The next day we drove farther up the coast to Natureworld near the town of Bicheno to see some Tasmanian devils and wombats we had not encountered in the wild. The Tasmanian devil is a small, nocturnal, meat-eating marsupial that is black with white patches of fur on the rump and chest. Far from an evil creature, the devil is both endearing and endangered, and it has suffered mightily from a lethal infectious cancer called Devil Facial Tumour Disease.

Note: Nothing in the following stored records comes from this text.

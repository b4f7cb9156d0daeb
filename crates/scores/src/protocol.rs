//! Protocol module - line-delimited JSON messages for the score service
//!
//! Every request and response is one JSON object on one line, tagged by
//! `type`. Scores in requests are kept as raw JSON values so the server can
//! accept numeric strings and report out-of-range values as
//! `invalid_score` instead of a parse failure.

use serde::{Deserialize, Serialize};
use serde_json::Value;

use crate::entry::HighScoreEntry;
use crate::types::HIGHSCORE_MAX;

/// Longest accepted request line, newline excluded.
pub const MAX_LINE_BYTES: usize = 4 * 1024;

/// Client -> server
#[derive(Debug, Clone, PartialEq, Serialize, Deserialize)]
#[serde(tag = "type", rename_all = "snake_case")]
pub enum Request {
    Health,
    Fetch {
        #[serde(default = "default_limit")]
        limit: usize,
    },
    Submit {
        #[serde(default)]
        name: Value,
        #[serde(default)]
        score: Value,
    },
}

fn default_limit() -> usize {
    HIGHSCORE_MAX
}

/// Server -> client
#[derive(Debug, Clone, PartialEq, Eq, Serialize, Deserialize)]
#[serde(tag = "type", rename_all = "snake_case")]
pub enum Response {
    Health {
        ok: bool,
    },
    Scores {
        ok: bool,
        scores: Vec<HighScoreEntry>,
    },
    Submitted {
        ok: bool,
        saved: bool,
        scores: Vec<HighScoreEntry>,
    },
    Error {
        ok: bool,
        error: ErrorCode,
    },
}

impl Response {
    pub fn error(code: ErrorCode) -> Self {
        Response::Error { ok: false, error: code }
    }
}

#[derive(Debug, Clone, Copy, PartialEq, Eq, Hash, Serialize, Deserialize)]
#[serde(rename_all = "snake_case")]
pub enum ErrorCode {
    InvalidScore,
    BadRequest,
    PayloadTooLarge,
    Internal,
}

impl ErrorCode {
    pub fn as_str(&self) -> &'static str {
        match self {
            ErrorCode::InvalidScore => "invalid_score",
            ErrorCode::BadRequest => "bad_request",
            ErrorCode::PayloadTooLarge => "payload_too_large",
            ErrorCode::Internal => "internal",
        }
    }
}

pub fn parse_request(line: &str) -> Result<Request, serde_json::Error> {
    serde_json::from_str(line)
}

pub fn parse_response(line: &str) -> Result<Response, serde_json::Error> {
    serde_json::from_str(line)
}

/// Serialize a message followed by a newline.
pub fn encode_line<T: Serialize>(msg: &T) -> serde_json::Result<Vec<u8>> {
    let mut buf = serde_json::to_vec(msg)?;
    buf.push(b'\n');
    Ok(buf)
}

/// Submission request with the score as a plain number.
pub fn create_submit(name: &str, score: u64) -> Request {
    Request::Submit {
        name: Value::String(name.to_string()),
        score: Value::from(score),
    }
}
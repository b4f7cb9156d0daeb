//! Shape library - canonical piece matrices and display identity
//!
//! Each kind is stored once, in its spawn orientation, as a square cell
//! matrix (2x2 for O, 4x4 for I, 3x3 otherwise). Other orientations are not
//! tabulated; they are derived on demand with [`ShapeMatrix::rotate_cw`] and
//! [`ShapeMatrix::rotate_ccw`].

use crate::types::PieceKind;

/// Largest matrix edge of any kind (the I piece)
pub const MAX_SHAPE_SIZE: usize = 4;

/// Square occupancy matrix of a piece in one orientation.
///
/// Stored inline in a fixed 4x4 array; only the top-left `size x size` block
/// is meaningful and everything outside it stays `false`.
#[derive(Debug, Clone, Copy, PartialEq, Eq, Hash)]
pub struct ShapeMatrix {
    size: u8,
    cells: [[bool; MAX_SHAPE_SIZE]; MAX_SHAPE_SIZE],
}

impl ShapeMatrix {
    /// Build a matrix from rows of 0/1 values.
    ///
    /// Panics if `rows` is not square or larger than 4x4; only called on
    /// the static tables below and in tests.
    pub fn from_rows<const N: usize>(rows: [[u8; N]; N]) -> Self {
        assert!(N > 0 && N <= MAX_SHAPE_SIZE, "shape size out of range");
        let mut cells = [[false; MAX_SHAPE_SIZE]; MAX_SHAPE_SIZE];
        for (y, row) in rows.iter().enumerate() {
            for (x, &v) in row.iter().enumerate() {
                cells[y][x] = v != 0;
            }
        }
        Self {
            size: N as u8,
            cells,
        }
    }

    /// Edge length of the matrix
    pub fn size(&self) -> u8 {
        self.size
    }

    /// Whether the cell at column `x`, row `y` is occupied
    pub fn get(&self, x: usize, y: usize) -> bool {
        x < self.size as usize && y < self.size as usize && self.cells[y][x]
    }

    /// Occupied cells as `(x, y)` offsets from the top-left anchor
    pub fn occupied(&self) -> impl Iterator<Item = (i8, i8)> + '_ {
        let n = self.size as usize;
        (0..n).flat_map(move |y| {
            (0..n).filter_map(move |x| self.cells[y][x].then_some((x as i8, y as i8)))
        })
    }

    /// Number of occupied cells
    pub fn count(&self) -> usize {
        self.occupied().count()
    }

    /// Rotate 90° clockwise: `dst[x][h-1-y] = src[y][x]`
    pub fn rotate_cw(&self) -> Self {
        let h = self.size as usize;
        let mut cells = [[false; MAX_SHAPE_SIZE]; MAX_SHAPE_SIZE];
        for y in 0..h {
            for x in 0..h {
                cells[x][h - 1 - y] = self.cells[y][x];
            }
        }
        Self {
            size: self.size,
            cells,
        }
    }

    /// Rotate 90° counter-clockwise: `dst[w-1-x][y] = src[y][x]`
    pub fn rotate_ccw(&self) -> Self {
        let w = self.size as usize;
        let mut cells = [[false; MAX_SHAPE_SIZE]; MAX_SHAPE_SIZE];
        for y in 0..w {
            for x in 0..w {
                cells[w - 1 - x][y] = self.cells[y][x];
            }
        }
        Self {
            size: self.size,
            cells,
        }
    }
}

/// Canonical spawn-orientation matrix for a piece kind
pub fn get_shape(kind: PieceKind) -> ShapeMatrix {
    match kind {
        PieceKind::I => ShapeMatrix::from_rows([
            [0, 0, 0, 0],
            [1, 1, 1, 1],
            [0, 0, 0, 0],
            [0, 0, 0, 0],
        ]),
        PieceKind::O => ShapeMatrix::from_rows([[1, 1], [1, 1]]),
        PieceKind::T => ShapeMatrix::from_rows([[0, 1, 0], [1, 1, 1], [0, 0, 0]]),
        PieceKind::S => ShapeMatrix::from_rows([[0, 1, 1], [1, 1, 0], [0, 0, 0]]),
        PieceKind::Z => ShapeMatrix::from_rows([[1, 1, 0], [0, 1, 1], [0, 0, 0]]),
        PieceKind::J => ShapeMatrix::from_rows([[1, 0, 0], [1, 1, 1], [0, 0, 0]]),
        PieceKind::L => ShapeMatrix::from_rows([[0, 0, 1], [1, 1, 1], [0, 0, 0]]),
    }
}

/// Display color of a piece kind as `[r, g, b]`
pub const fn display_rgb(kind: PieceKind) -> [u8; 3] {
    match kind {
        PieceKind::I => [0x67, 0xe8, 0xf9],
        PieceKind::O => [0xfd, 0xe0, 0x47],
        PieceKind::T => [0xc0, 0x84, 0xfc],
        PieceKind::S => [0x86, 0xef, 0xac],
        PieceKind::Z => [0xfd, 0xa4, 0xaf],
        PieceKind::J => [0x93, 0xc5, 0xfd],
        PieceKind::L => [0xfd, 0xba, 0x74],
    }
}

Not all of the animals were native to Tasmania, and many (like the kookaburra above) lived in fenced enclosures, but other species roamed freely in the park. The wildlife sanctuary sold grains for visitors to feed to the free-roaming creatures. It was one thing to feed the tiny rock wallabies in the Atherton Tablelands but another experience altogether with huge kangaroos. Kangaroos are tall and intimidating when they come bounding up to you in search of a meal. The emu in the petting zoo section of the park was also a bit scary, coming at us with his pointy beak right about eye level to us and pecking at our hands. I found the close interactions with large wild animals rather unsettling, but despite that, Tasmania overall had a most relaxing atmosphere. This smallest state in Australia was my favorite place in the whole country (minus the huge state of Western Australia, which remains on my wish list).
Our time Down Under was quickly drawing to a close, with the country’s largest city, Sydney, our final destination for exploration. That segment is next.
Very interesting and the scenery was beautiful. Would love to feel the silky sand under my feet. Thanks for posting the Tasamania devil.
Looking forward to more detailed adventures Down Under.
Lately researchers have made a few strides in understanding the facial tumor disease in hopes that they can develop a vaccine or other kind of immunotherapy treatment. If they’re not successful, the highly endangered Tasmanian Devil doesn’t stand much of a chance against the disease and possible extinction. Go Devils!